> **AIM OF THE EXERCISE**: The data below holds a line containing "the handoff document" and a line containing "to another stage"; please quote exactly those two lines and every line between them, and nothing else.

> **EXTRACTED MATERIAL**:
<<<<

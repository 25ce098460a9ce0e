use anyhow::Result;

use super::{Command, CommandContext, CommandStatus};
use crate::governance::TransitionResult;

pub struct AcknowledgeCommand {
    pub actor: String,
}

impl AcknowledgeCommand {
    pub fn new(actor: impl Into<String>) -> Self {
        Self {
            actor: actor.into(),
        }
    }
}

impl Command for AcknowledgeCommand {
    fn execute(&self, ctx: &CommandContext) -> Result<CommandStatus> {
        match ctx.protocol()?.acknowledge(&self.actor)? {
            TransitionResult::Applied { state, .. } => {
                println!("📬 Handoff acknowledged by {}", state.active_actor);
                println!("🆔 Cycle: {}", state.handoff_cycle_id);
                println!("🎯 Stage: {}", state.active_stage);
            }
            TransitionResult::NoOp { message, .. } => {
                println!("ℹ️  {message}");
            }
        }
        Ok(CommandStatus::Success)
    }
}
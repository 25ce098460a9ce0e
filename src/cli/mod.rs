use clap::{Parser, Subcommand};
use std::path::PathBuf;

pub mod commands;

#[derive(Parser)]
#[command(name = "idse-gov")]
#[command(version)]
#[command(about = "Handoff governance and artifact compliance for two-agent IDSE pipelines")]
#[command(long_about = "idse-gov keeps two cooperating agents (claude_code and codex_gpt) taking turns \
                       on a shared document pipeline through a persisted handoff state, and checks that \
                       session artifacts follow the canonical projects/<project>/sessions/<session>/<stage> \
                       layout. Start with 'idse-gov view' to see who is active.")]
pub struct Cli {
    /// Workspace root every governance path is resolved against
    #[arg(long, global = true, default_value = ".", help = "Workspace root (default: current directory)")]
    pub root: PathBuf,

    #[command(subcommand)]
    pub command: Option<Commands>,
}

#[derive(Subcommand)]
pub enum Commands {
    /// Hand control from the active actor to the other actor
    Handoff {
        /// Actor giving up control (must be the active actor)
        from: String,
        /// Actor receiving control
        to: String,
        /// Why control is being handed over; recorded in the handoff document
        #[arg(required = true, num_args = 1.., trailing_var_arg = true)]
        reason: Vec<String>,
    },
    /// Acknowledge a pending handoff as the new active actor
    Acknowledge {
        #[arg(long = "as", value_name = "ACTOR", help = "Acknowledging actor (must be active)")]
        actor: String,
    },
    /// Switch the active actor's working role
    Role {
        #[arg(long = "as", value_name = "ACTOR", help = "Acting actor (must be active)")]
        actor: String,
        /// builder, reviewer, planner or implementer
        role: String,
        /// Optional reason; defaults to the role's governing article
        reason: Vec<String>,
    },
    /// Move the pipeline to another stage
    Stage {
        #[arg(long = "as", value_name = "ACTOR", help = "Acting actor (must be active)")]
        actor: String,
        /// Intent, Context, Specification, Plan, Tasks, Implementation or Feedback
        stage: String,
    },
    /// Verify that the calling actor is the active actor
    CheckActive {
        #[arg(long = "as", value_name = "ACTOR", help = "Actor to check (defaults to the actor environment variable)")]
        actor: Option<String>,
        /// Report problems but exit successfully
        #[arg(long, help = "Downgrade failures to warnings and exit 0")]
        warn_only: bool,
        /// Suppress all output; only the exit code reports the result
        #[arg(long, short = 'q', help = "Print nothing")]
        quiet: bool,
    },
    /// Show the governance state with a staleness indicator
    View,
    /// Scaffold a new session with canonical directories and pointers
    CreateSession {
        /// Project identifier
        project: String,
        /// Session identifier
        session: String,
        /// Session owner recorded in the metadata owner marker
        owner: String,
        #[arg(long, help = "Print the session record as JSON")]
        json: bool,
    },
    /// Scaffold the project's __blueprint__ meta session
    CreateBlueprint {
        /// Project identifier
        project: String,
        /// Blueprint owner
        owner: String,
        #[arg(long, help = "Print the session record as JSON")]
        json: bool,
    },
    /// Check artifact presence and required section markers
    ValidateArtifacts {
        #[arg(long)]
        project: String,
        #[arg(long, required_unless_present = "accept_projects_pointer")]
        session: Option<String>,
        #[arg(long, help = "Use the project's CURRENT_SESSION pointer when --session is omitted")]
        accept_projects_pointer: bool,
        #[arg(long, help = "Report directory (default: <reports_dir>/projects/<P>/sessions/<S>)")]
        report_dir: Option<PathBuf>,
    },
    /// Validate a session against the canonical layout contract
    CheckCompliance {
        #[arg(long)]
        project: String,
        #[arg(long, required_unless_present = "accept_projects_pointer")]
        session: Option<String>,
        #[arg(long, help = "Use the project's CURRENT_SESSION pointer when --session is omitted")]
        accept_projects_pointer: bool,
        /// Accept artifacts from the legacy stage-rooted layout (grace period)
        #[arg(long, help = "Resolve legacy <stage>/projects/<P>/sessions/<S> artifacts and report drift")]
        accept_stage_root: bool,
        #[arg(long, help = "Report directory (default: <reports_dir>/projects/<P>/sessions/<S>)")]
        report_dir: Option<PathBuf>,
    },
    /// Check the feedback document for its required sections
    AuditFeedback {
        #[arg(long)]
        project: String,
        #[arg(long, required_unless_present = "accept_projects_pointer")]
        session: Option<String>,
        #[arg(long, help = "Use the project's CURRENT_SESSION pointer when --session is omitted")]
        accept_projects_pointer: bool,
        #[arg(long, help = "Report directory (default: <reports_dir>/projects/<P>/sessions/<S>)")]
        report_dir: Option<PathBuf>,
    },
    /// Copy legacy stage-rooted artifacts into the canonical layout
    Migrate {
        #[arg(long)]
        project: String,
        #[arg(long)]
        session: String,
        /// Copy files; without this flag the run is a dry run
        #[arg(long, help = "Copy files (otherwise dry-run)")]
        execute: bool,
    },
    /// List a project's sessions and their artifact progress
    Status {
        #[arg(long)]
        project: String,
        #[arg(long, help = "Print machine-readable JSON")]
        json: bool,
    },
    /// Print the effective configuration as TOML
    Config,
}

impl Commands {
    /// Name used for the command span
    pub fn name(&self) -> &'static str {
        match self {
            Commands::Handoff { .. } => "handoff",
            Commands::Acknowledge { .. } => "acknowledge",
            Commands::Role { .. } => "role",
            Commands::Stage { .. } => "stage",
            Commands::CheckActive { .. } => "check-active",
            Commands::View => "view",
            Commands::CreateSession { .. } => "create-session",
            Commands::CreateBlueprint { .. } => "create-blueprint",
            Commands::ValidateArtifacts { .. } => "validate-artifacts",
            Commands::CheckCompliance { .. } => "check-compliance",
            Commands::AuditFeedback { .. } => "audit-feedback",
            Commands::Migrate { .. } => "migrate",
            Commands::Status { .. } => "status",
            Commands::Config => "config",
        }
    }

    /// Actor named on the command line, if any
    pub fn actor(&self) -> Option<&str> {
        match self {
            Commands::Handoff { from, .. } => Some(from),
            Commands::Acknowledge { actor }
            | Commands::Role { actor, .. }
            | Commands::Stage { actor, .. } => Some(actor),
            Commands::CheckActive { actor, .. } => actor.as_deref(),
            _ => None,
        }
    }
}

>>>>

> **TASK RESULT**:
        /// Why control is being handed over; recorded in the handoff document
        #[arg(required = true, num_args = 1.., trailing_var_arg = true)]
        reason: Vec<String>,
    },
    /// Acknowledge a pending handoff as the new active actor
    Acknowledge {
        #[arg(long = "as", value_name = "ACTOR", help = "Acknowledging actor (must be active)")]
        actor: String,
    },
    /// Switch the active actor's working role
    Role {
        #[arg(long = "as", value_name = "ACTOR", help = "Acting actor (must be active)")]
        actor: String,
        /// builder, reviewer, planner or implementer
        role: String,
        /// Optional reason; defaults to the role's governing article
        reason: Vec<String>,
    },
    /// Move the pipeline to another stage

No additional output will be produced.